Work instructions:
What is needed is a verbatim copy of each record below.

Records for this task:
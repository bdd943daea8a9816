use std::sync::Arc;

use anyhow::Result;
use axum::{
    routing::{get, post},
    Router,
};
use tower_http::cors::CorsLayer;
use tower_http::trace::TraceLayer;
use tracing::info;

use crate::config::settings::SettingsConfig;
use crate::observability::metrics::get_metrics;
use crate::observability::routes::MetricsState;
use crate::relay::Relay;
use crate::server::orchestrate::{health, orchestrate};
use crate::utils::constants::{HEALTH_PATH, ORCHESTRATE_PATH};

#[derive(Clone)]
pub struct AppState {
    pub metrics_state: MetricsState,
    pub relay: Arc<Relay>,
}

impl AppState {
    pub async fn new(relay: Relay) -> Self {
        let metrics = get_metrics().await;
        Self {
            metrics_state: MetricsState::new(metrics.registry.clone()),
            relay: Arc::new(relay),
        }
    }
}

/// Routes, fully open CORS and per-request tracing.
pub fn router(settings_config: &SettingsConfig, state: AppState) -> Router {
    Router::new()
        .route(ORCHESTRATE_PATH, post(orchestrate))
        .route(HEALTH_PATH, get(health))
        .merge(state.metrics_state.router(&settings_config.metrics))
        .layer(CorsLayer::permissive())
        .layer(TraceLayer::new_for_http())
        .with_state(state)
}

/// Serve until Ctrl-C / SIGTERM.
pub async fn start(settings_config: &SettingsConfig, relay: Relay) -> Result<()> {
    let metrics = get_metrics().await;
    let state = AppState::new(relay).await;
    let app = router(settings_config, state);

    let bind_addr = settings_config.server.bind_addr();
    let listener = tokio::net::TcpListener::bind(&bind_addr).await?;
    info!("listening on {}", listener.local_addr()?);

    metrics.up.set(1);
    axum::serve(listener, app)
        .with_graceful_shutdown(shutdown_signal())
        .await?;
    metrics.up.set(0);

    info!("server stopped");
    Ok(())
}

async fn shutdown_signal() {
    let ctrl_c = async {
        if let Err(e) = tokio::signal::ctrl_c().await {
            tracing::error!("failed to listen for ctrl-c: {}", e);
            std::future::pending::<()>().await;
        }
    };

    #[cfg(unix)]
    let terminate = async {
        match tokio::signal::unix::signal(tokio::signal::unix::SignalKind::terminate()) {
            Ok(mut sig) => {
                sig.recv().await;
            }
            Err(e) => {
                tracing::error!("failed to listen for SIGTERM: {}", e);
                std::future::pending::<()>().await;
            }
        }
    };

    #[cfg(not(unix))]
    let terminate = std::future::pending::<()>();

    tokio::select! {
        _ = ctrl_c => {},
        _ = terminate => {},
    }
    info!("shutdown signal received");
}
//! Configuration validation with aggregated errors.
//! - Aggregates all issues into Vec<String>
//! - Checks the watsonx credentials and endpoints look usable
//! - Checks server / metrics / logging settings
//!
//! Problems only warn: an incomplete config still serves and the provider
//! rejects what it can't use. A metrics path on a relay route is the one
//! exception, since the router can't be built with it.

use anyhow::{bail, Result};
use tracing::{debug, warn};

use crate::config::service::ServiceConfig;
use crate::config::settings::SettingsConfig;
use crate::config::watsonx::WatsonxConfig;
use crate::observability::metrics::get_metrics;
use crate::utils::constants::{HEALTH_PATH, ORCHESTRATE_PATH};

const RESERVED_PATHS: [&str; 2] = [ORCHESTRATE_PATH, HEALTH_PATH];
const LOG_LEVELS: [&str; 5] = ["trace", "debug", "info", "warn", "error"];

/// Public entrypoint: returns Ok(()) or Err(Vec<String>) containing all issues.
pub fn validate_service_config(cfg: &ServiceConfig) -> Result<(), Vec<String>> {
    let mut errors: Vec<String> = Vec::new();

    validate_settings(&cfg.settings, &mut errors);
    validate_watsonx(&cfg.watsonx, &mut errors);

    if errors.is_empty() {
        Ok(())
    } else {
        Err(errors)
    }
}

/// Validate, log every problem as a warning and count them. Returns the count.
/// Only a route collision fails, since the router could not be built.
pub async fn report_service_config(cfg: &ServiceConfig) -> Result<usize> {
    debug!("validation config ...");
    let count = match validate_service_config(cfg) {
        Ok(()) => 0,
        Err(problems) => {
            for problem in &problems {
                warn!("config: {}", problem);
            }
            get_metrics()
                .await
                .config_validation_errors
                .inc_by(problems.len() as u64);
            problems.len()
        }
    };
    if let Some(collision) = route_collision(&cfg.settings) {
        bail!(collision);
    }
    Ok(count)
}

fn validate_settings(settings: &SettingsConfig, errors: &mut Vec<String>) {
    if settings.server.host.trim().is_empty() {
        errors.push("settings.server.host is empty".to_string());
    }
    if settings.server.port.trim().parse::<u16>().is_err() {
        errors.push(format!(
            "settings.server.port '{}' is not a valid port",
            settings.server.port
        ));
    }
    if settings.metrics.is_enabled {
        let path = settings.metrics.path.as_str();
        if !path.starts_with('/') {
            errors.push(format!("settings.metrics.path '{}' must start with '/'", path));
        }
    }
    if let Some(collision) = route_collision(settings) {
        errors.push(collision);
    }
    if let Some(logging) = &settings.logging {
        if !LOG_LEVELS.contains(&logging.level.to_lowercase().as_str()) {
            errors.push(format!(
                "settings.logging.level '{}' must be one of {:?}",
                logging.level, LOG_LEVELS
            ));
        }
    }
}

/// A metrics path on top of a relay route can't be mounted at all.
fn route_collision(settings: &SettingsConfig) -> Option<String> {
    let path = settings.metrics.path.as_str();
    (settings.metrics.is_enabled && RESERVED_PATHS.contains(&path))
        .then(|| format!("settings.metrics.path '{}' collides with a relay route", path))
}

fn validate_watsonx(watsonx: &WatsonxConfig, errors: &mut Vec<String>) {
    if watsonx.api_key.trim().is_empty() {
        errors.push("watsonx.api_key is empty (WATSONX_API_KEY)".to_string());
    }
    if watsonx.project_id.trim().is_empty() {
        errors.push("watsonx.project_id is empty (WATSONX_PROJECT_ID)".to_string());
    }
    if !is_http_url(&watsonx.base_url) {
        errors.push(format!(
            "watsonx.base_url '{}' is not an http(s) url (WATSONX_URL)",
            watsonx.base_url
        ));
    }
    if !is_http_url(&watsonx.iam_url) {
        errors.push(format!(
            "watsonx.iam_url '{}' is not an http(s) url",
            watsonx.iam_url
        ));
    }
}

fn is_http_url(value: &str) -> bool {
    value.starts_with("http://") || value.starts_with("https://")
}
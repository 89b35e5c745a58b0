pub mod event;

pub use event::{Event, EventChanges, EventFields};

Solution for this task:
repository bdd943daea8a9816
use std::sync::Arc;

use anyhow::Result;
use axum::{
    routing::{get, post},
    Router,
};
use tower_http::cors::CorsLayer;
use tower_http::trace::TraceLayer;
use tracing::info;

use crate::config::settings::SettingsConfig;
use crate::observability::metrics::get_metrics;
use crate::observability::routes::MetricsState;
use crate::relay::Relay;
use crate::server::orchestrate::{health, orchestrate};
use crate::utils::constants::{HEALTH_PATH, ORCHESTRATE_PATH};

#[derive(Clone)]
pub struct AppState {
    pub metrics_state: MetricsState,
    pub relay: Arc<Relay>,
}

impl AppState {
    pub async fn new(relay: Relay) -> Self {
        let metrics = get_metrics().await;
        Self {
            metrics_state: MetricsState::new(metrics.registry.clone()),
            relay: Arc::new(relay),
        }
    }
}

/// Routes, fully open CORS and per-request tracing.
pub fn router(settings_config: &SettingsConfig, state: AppState) -> Router {
    Router::new()
        .route(ORCHESTRATE_PATH, post(orchestrate))
        .route(HEALTH_PATH, get(health))
        .merge(state.metrics_state.router(&settings_config.metrics))
        .layer(CorsLayer::permissive())
        .layer(TraceLayer::new_for_http())
        .with_state(state)
}

/// Serve until Ctrl-C / SIGTERM.
pub async fn start(settings_config: &SettingsConfig, relay: Relay) -> Result<()> {
    let metrics = get_metrics().await;
    let state = AppState::new(relay).await;
    let app = router(settings_config, state);

    let bind_addr = settings_config.server.bind_addr();
    let listener = tokio::net::TcpListener::bind(&bind_addr).await?;
    info!("listening on {}", listener.local_addr()?);

    metrics.up.set(1);
    axum::serve(listener, app)
        .with_graceful_shutdown(shutdown_signal())
        .await?;
    metrics.up.set(0);

    info!("server stopped");
    Ok(())
}

async fn shutdown_signal() {
    let ctrl_c = async {
        if let Err(e) = tokio::signal::ctrl_c().await {
            tracing::error!("failed to listen for ctrl-c: {}", e);
            std::future::pending::<()>().await;
        }
    };

    #[cfg(unix)]
    let terminate = async {
        match tokio::signal::unix::signal(tokio::signal::unix::SignalKind::terminate()) {
            Ok(mut sig) => {
                sig.recv().await;
            }
            Err(e) => {
                tracing::error!("failed to listen for SIGTERM: {}", e);
                std::future::pending::<()>().await;
            }
        }
    };

    #[cfg(not(unix))]
    let terminate = std::future::pending::<()>();

    tokio::select! {
        _ = ctrl_c => {},
        _ = terminate => {},
    }
    info!("shutdown signal received");
}
//! Configuration validation with aggregated errors.
//! - Aggregates all issues into Vec<String>
//! - Checks the watsonx credentials and endpoints look usable
//! - Checks server / metrics / logging settings
//!
//! Problems only warn: an incomplete config still serves and the provider
//! rejects what it can't use. A metrics path on a relay route is the one
//! exception, since the router can't be built with it.

use anyhow::{bail, Result};
use tracing::{debug, warn};

use crate::config::service::ServiceConfig;
use crate::config::settings::SettingsConfig;
use crate::config::watsonx::WatsonxConfig;
use crate::observability::metrics::get_metrics;
use crate::utils::constants::{HEALTH_PATH, ORCHESTRATE_PATH};

const RESERVED_PATHS: [&str; 2] = [ORCHESTRATE_PATH, HEALTH_PATH];
const LOG_LEVELS: [&str; 5] = ["trace", "debug", "info", "warn", "error"];

/// Public entrypoint: returns Ok(()) or Err(Vec<String>) containing all issues.
pub fn validate_service_config(cfg: &ServiceConfig) -> Result<(), Vec<String>> {
    let mut errors: Vec<String> = Vec::new();

    validate_settings(&cfg.settings, &mut errors);
    validate_watsonx(&cfg.watsonx, &mut errors);

    if errors.is_empty() {
        Ok(())
    } else {
        Err(errors)
    }
}

/// Validate, log every problem as a warning and count them. Returns the count.
/// Only a route collision fails, since the router could not be built.
pub async fn report_service_config(cfg: &ServiceConfig) -> Result<usize> {
    debug!("validation config ...");
    let count = match validate_service_config(cfg) {
        Ok(()) => 0,
        Err(problems) => {
            for problem in &problems {
                warn!("config: {}", problem);
            }
            get_metrics()
                .await
                .config_validation_errors
                .inc_by(problems.len() as u64);
            problems.len()
        }
    };
    if let Some(collision) = route_collision(&cfg.settings) {
        bail!(collision);
    }
    Ok(count)
}

fn validate_settings(settings: &SettingsConfig, errors: &mut Vec<String>) {
    if settings.server.host.trim().is_empty() {
        errors.push("settings.server.host is empty".to_string());
    }
    if settings.server.port.trim().parse::<u16>().is_err() {
        errors.push(format!(
            "settings.server.port '{}' is not a valid port",
            settings.server.port
        ));
    }
    if settings.metrics.is_enabled {
        let path = settings.metrics.path.as_str();
        if !path.starts_with('/') {
            errors.push(format!("settings.metrics.path '{}' must start with '/'", path));
        }
    }
    if let Some(collision) = route_collision(settings) {
        errors.push(collision);
    }
    if let Some(logging) = &settings.logging {
        if !LOG_LEVELS.contains(&logging.level.to_lowercase().as_str()) {
            errors.push(format!(
                "settings.logging.level '{}' must be one of {:?}",
                logging.level, LOG_LEVELS
            ));
        }
    }
}

/// A metrics path on top of a relay route can't be mounted at all.
fn route_collision(settings: &SettingsConfig) -> Option<String> {
    let path = settings.metrics.path.as_str();
    (settings.metrics.is_enabled && RESERVED_PATHS.contains(&path))
        .then(|| format!("settings.metrics.path '{}' collides with a relay route", path))
}

fn validate_watsonx(watsonx: &WatsonxConfig, errors: &mut Vec<String>) {
    if watsonx.api_key.trim().is_empty() {
        errors.push("watsonx.api_key is empty (WATSONX_API_KEY)".to_string());
    }
    if watsonx.project_id.trim().is_empty() {
        errors.push("watsonx.project_id is empty (WATSONX_PROJECT_ID)".to_string());
    }
    if !is_http_url(&watsonx.base_url) {
        errors.push(format!(
            "watsonx.base_url '{}' is not an http(s) url (WATSONX_URL)",
            watsonx.base_url
        ));
    }
    if !is_http_url(&watsonx.iam_url) {
        errors.push(format!(
            "watsonx.iam_url '{}' is not an http(s) url",
            watsonx.iam_url
        ));
    }
}

fn is_http_url(value: &str) -> bool {
    value.starts_with("http://") || value.starts_with("https://")
}
repository 89b35e5c745a58b0
pub mod event;

pub use event::{Event, EventChanges, EventFields};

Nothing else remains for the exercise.